### WORK REQUEST
Please copy each line of the records below that holds the word "Horowitz".

### DATASET RECORDS
***

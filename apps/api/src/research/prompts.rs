// All LLM prompt constants for the research module.
// Reuses cross-cutting fragments from llm_client::prompts.

use crate::llm_client::prompts::{
    render_template, ANTI_FABRICATION_INSTRUCTION, JSON_ONLY_SYSTEM,
};
use crate::models::request::ResearchSubject;

/// System prompt template. Replace `{vc_firm_name}` and `{json_only}`.
pub const RESEARCH_SYSTEM_TEMPLATE: &str = r#"You are a venture capital research analyst with access to real-time web search.

ABSOLUTE REQUIREMENTS:
1. ONLY research the EXACT firm: "{vc_firm_name}"
2. Use web search to verify ALL information
3. NEVER include information about other VC firms (Andreessen Horowitz, Sequoia Capital, etc.)
4. If you cannot find verified information, return "Information not publicly available"
5. NEVER fabricate partner names, investments, or news articles
6. Every fact MUST have a citation from web search
7. Empty sections are better than fake information

FIRM VALIDATION: You are researching "{vc_firm_name}". If you find information about a different firm, DO NOT include it.

{json_only}"#;

/// Contact-research block, included only when the user named a contact.
/// Replace `{contact_name}` and `{vc_firm_name}`.
pub const CONTACT_SECTION_TEMPLATE: &str = r#"

SPECIAL FOCUS: The user will be meeting with "{contact_name}" from {vc_firm_name}. Please:
- Include this contact in the keyContacts section with isUserContact: true
- Research this specific person's background, investment focus, and experience
- If limited information is available about this contact, indicate this clearly
- Provide insights on how to best prepare for a meeting with this specific person"#;

/// Research prompt template.
/// Replace: {vc_firm_name}, {company_name}, {contact_section}, {anti_fabrication}
pub const RESEARCH_PROMPT_TEMPLATE: &str = r#"You are a venture capital research analyst. You MUST use web search to find ONLY verified, factual information about the specific VC firm requested.

RESEARCH GUIDELINES:
- Search for the EXACT firm name: "{vc_firm_name}" and do NOT confuse it with other VC firms
- Verify all partner names through the firm's official website or LinkedIn
- Only include investments that are specifically attributed to "{vc_firm_name}"
- Focus on information from the last 12 months for news and recent investments
- For competitive analysis, focus on direct product/service overlap with {company_name}'s business model
- ALWAYS provide citations for every piece of information

{anti_fabrication}

Research the VC firm "{vc_firm_name}" and provide a comprehensive analysis for "{company_name}", who is preparing for investor meetings.{contact_section}

IMPORTANT: All data must be about "{vc_firm_name}" only. Do not confuse it with firms like Andreessen Horowitz, Sequoia Capital, or any other VC firm.

Return a JSON object with this EXACT structure:

{
  "firmProfile": {
    "name": "Exact firm name (properly capitalized)",
    "description": "Description of the firm's investment philosophy",
    "founded": "Year founded",
    "location": "Primary location",
    "website": "Official website URL",
    "focusAreas": ["Specific investment focus areas"],
    "typicalInvestmentSize": "Investment range",
    "stage": ["Investment stages they focus on"],
    "notableInvestments": [
      {
        "companyName": "Portfolio company name",
        "amount": "Investment amount if known",
        "date": "YYYY-MM-DD",
        "round": "Series A/B/Seed etc",
        "description": "Brief description",
        "exitStatus": "Public/Acquired/Private",
        "exitValue": "Exit valuation or acquisition price if known"
      }
    ],
    "keyContacts": [
      {
        "name": "Contact name",
        "title": "Contact title",
        "focusArea": "Focus area most relevant to {company_name}",
        "experience": "Brief background and expertise",
        "relevanceReason": "Why this contact is relevant to {company_name}'s sector and stage",
        "isUserContact": false,
        "contactInfo": "Email or LinkedIn if publicly available"
      }
    ]
  },
  "recentNews": [
    {
      "title": "ONLY real news headlines",
      "source": "Actual news source (TechCrunch, Forbes, etc.)",
      "date": "YYYY-MM-DD",
      "url": "ONLY include if found in search results",
      "summary": "Brief factual summary"
    }
  ],
  "recentInvestments": [
    {
      "companyName": "Portfolio company name (last 12 months)",
      "amount": "Investment amount",
      "date": "YYYY-MM-DD",
      "round": "Series A/B/Seed etc",
      "description": "Why this investment is relevant to {company_name}"
    }
  ],
  "competitiveAnalysis": [
    {
      "companyName": "Portfolio company name",
      "similarity": "High/Medium/Low",
      "reasoning": "Direct product/service overlap with {company_name}'s business model",
      "potentialConcerns": ["Specific competitive or partnership risks"]
    }
  ],
  "alternativeVCs": [
    {
      "name": "Alternative VC firm name",
      "reasoning": "Why they might be a better fit for {company_name}",
      "focusAlignment": "How their thesis aligns with {company_name}'s business model and stage",
      "contactInfo": "Key partner and contact information if publicly available"
    }
  ],
  "sources": ["Every source and citation used in this research"]
}

COMPETITIVE ANALYSIS CRITERIA:
Only flag portfolio companies with NARROW, SPECIFIC overlap with {company_name}: the same type of product, similar technology, the same customer segments, feature-level competition, or conflicting distribution channels. Do NOT flag companies just because they are "enterprise software" or "B2B SaaS".

ALTERNATIVE VC CRITERIA:
Prioritize firms that invested in similar-stage companies in the last 18 months, show active interest in {company_name}'s sector, have complementary (not competing) portfolio companies, and have partners with relevant expertise.

ABSOLUTE PRIORITY: Accuracy over completeness. Return empty arrays or "Information not publicly available" rather than placeholder names, fake companies, or invented amounts."#;

/// The two messages sent to the provider for one research request.
#[derive(Debug, Clone, PartialEq, Eq)]
pub struct ResearchPrompt {
    pub system: String,
    pub user: String,
}

/// Builds the system and user prompts for a research subject.
/// Pure string assembly; names are embedded verbatim.
pub fn build_research_prompt(subject: &ResearchSubject) -> ResearchPrompt {
    let firm = subject.firm_name.as_str();
    let company = subject.company_name.as_str();

    let contact_section = subject
        .contact_name
        .as_deref()
        .map(|contact| {
            render_template(
                CONTACT_SECTION_TEMPLATE,
                &[("contact_name", contact), ("vc_firm_name", firm)],
            )
        })
        .unwrap_or_default();

    let user = render_template(
        RESEARCH_PROMPT_TEMPLATE,
        &[
            ("vc_firm_name", firm),
            ("company_name", company),
            ("contact_section", &contact_section),
            ("anti_fabrication", ANTI_FABRICATION_INSTRUCTION),
        ],
    );

    let system = render_template(
        RESEARCH_SYSTEM_TEMPLATE,
        &[("vc_firm_name", firm), ("json_only", JSON_ONLY_SYSTEM)],
    );

    ResearchPrompt { system, user }
}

***

### RESPONSE TO THIS TASK
3. NEVER include information about other VC firms (Andreessen Horowitz, Sequoia Capital, etc.)
IMPORTANT: All data must be about "{vc_firm_name}" only. Do not confuse it with firms like Andreessen Horowitz, Sequoia Capital, or any other VC firm.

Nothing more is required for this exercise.